(The problem) For each line in the records that contains "already", make a copy.

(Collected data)
// ---------------------------------------------------------------------------
// Tests
// ---------------------------------------------------------------------------

#[cfg(test)]
mod tests {
    use super::*;
    use chrono::TimeZone;

    #[test]
    fn odata_str_doubles_quotes() {
        assert_eq!(odata_str("Hoy"), "'Hoy'");
        assert_eq!(odata_str("l'istesso"), "'l''istesso'");
    }

    #[test]
    fn entity_resource_encodes_keys() {
        let resource = entity_resource("trecords", "Esta semana", "task-1");
        assert_eq!(resource, "trecords(PartitionKey='Esta%20semana',RowKey='task-1')");
    }

    #[test]
    fn reverse_row_key_orders_newest_first() {
        let older = Utc.with_ymd_and_hms(2025, 1, 18, 12, 0, 0).single().expect("time");
        let newer = Utc.with_ymd_and_hms(2025, 1, 18, 12, 0, 1).single().expect("time");
        let older_key = reverse_row_key(older);
        let newer_key = reverse_row_key(newer);
        // Lexical order: newer timestamps produce smaller keys.
        assert!(newer_key < older_key);
    }

    #[test]
    fn record_round_trips_through_entity() {
        let at = Utc.with_ymd_and_hms(2025, 1, 18, 12, 0, 0).single().expect("time");
        let record = TaskRecord {
            task_id: "t1".to_owned(),
            list_id: "id-hoy".to_owned(),
            list_name: "Hoy".to_owned(),
            title: "Preparar informe".to_owned(),
            artifact_id: Some("page-1".to_owned()),
            artifact_url: None,
            event_id: Some("ev-1".to_owned()),
            completed: false,
            due: NaiveDate::from_ymd_opt(2025, 1, 20).and_then(|d| d.and_hms_opt(0, 0, 0)),
            remote_modified: "rev-3".to_owned(),
            needs_artifact: true,
            created_at: at,
            updated_at: at,
        };

        let entity = record_to_entity(&record);
        assert_eq!(entity.partition_key, "Hoy");
        assert_eq!(entity.row_key, "t1");

        let back = entity_to_record(entity);
        assert_eq!(back, record);
    }

    #[test]
    fn entity_json_uses_pascal_case_keys() {
        let entity = MarkerEntity {
            partition_key: REVIEW_PARTITION.to_owned(),
            row_key: "2025-01-06".to_owned(),
            event_id: "ev-1".to_owned(),
            created_at: "2025-01-06T00:00:00+00:00".to_owned(),
        };
        let json = serde_json::to_value(&entity).expect("serialize");
        assert_eq!(json["PartitionKey"], "review");
        assert_eq!(json["RowKey"], "2025-01-06");
        assert_eq!(json["EventId"], "ev-1");
    }

    #[test]
    fn record_entity_tolerates_service_metadata() {
        let raw = r#"{
            "odata.etag": "W/\"datetime'2025-01-18T12%3A00%3A00Z'\"",
            "Timestamp": "2025-01-18T12:00:00Z",
            "PartitionKey": "Hoy",
            "RowKey": "t1",
            "ListId": "id-hoy",
            "Title": "Pagar luz",
            "Completed": false,
            "NeedsArtifact": false,
            "CreatedAt": "2025-01-18T12:00:00+00:00",
            "UpdatedAt": "2025-01-18T12:00:00+00:00"
        }"#;
        let entity: RecordEntity = serde_json::from_str(raw).expect("deserialize");
        assert_eq!(entity.title, "Pagar luz");
        assert!(entity.artifact_id.is_none());
        assert_eq!(entity.remote_modified, "");
    }

    #[test]
    fn table_error_body_is_unwrapped() {
        let body = r#"{"odata.error":{"code":"EntityAlreadyExists","message":{"lang":"en-US","value":"The specified entity already exists."}}}"#;
        assert_eq!(extract_table_error(body), "The specified entity already exists.");
        assert_eq!(extract_table_error("plain text"), "plain text");
    }
}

(Result for this exercise)
        let body = r#"{"odata.error":{"code":"EntityAlreadyExists","message":{"lang":"en-US","value":"The specified entity already exists."}}}"#;
        assert_eq!(extract_table_error(body), "The specified entity already exists.");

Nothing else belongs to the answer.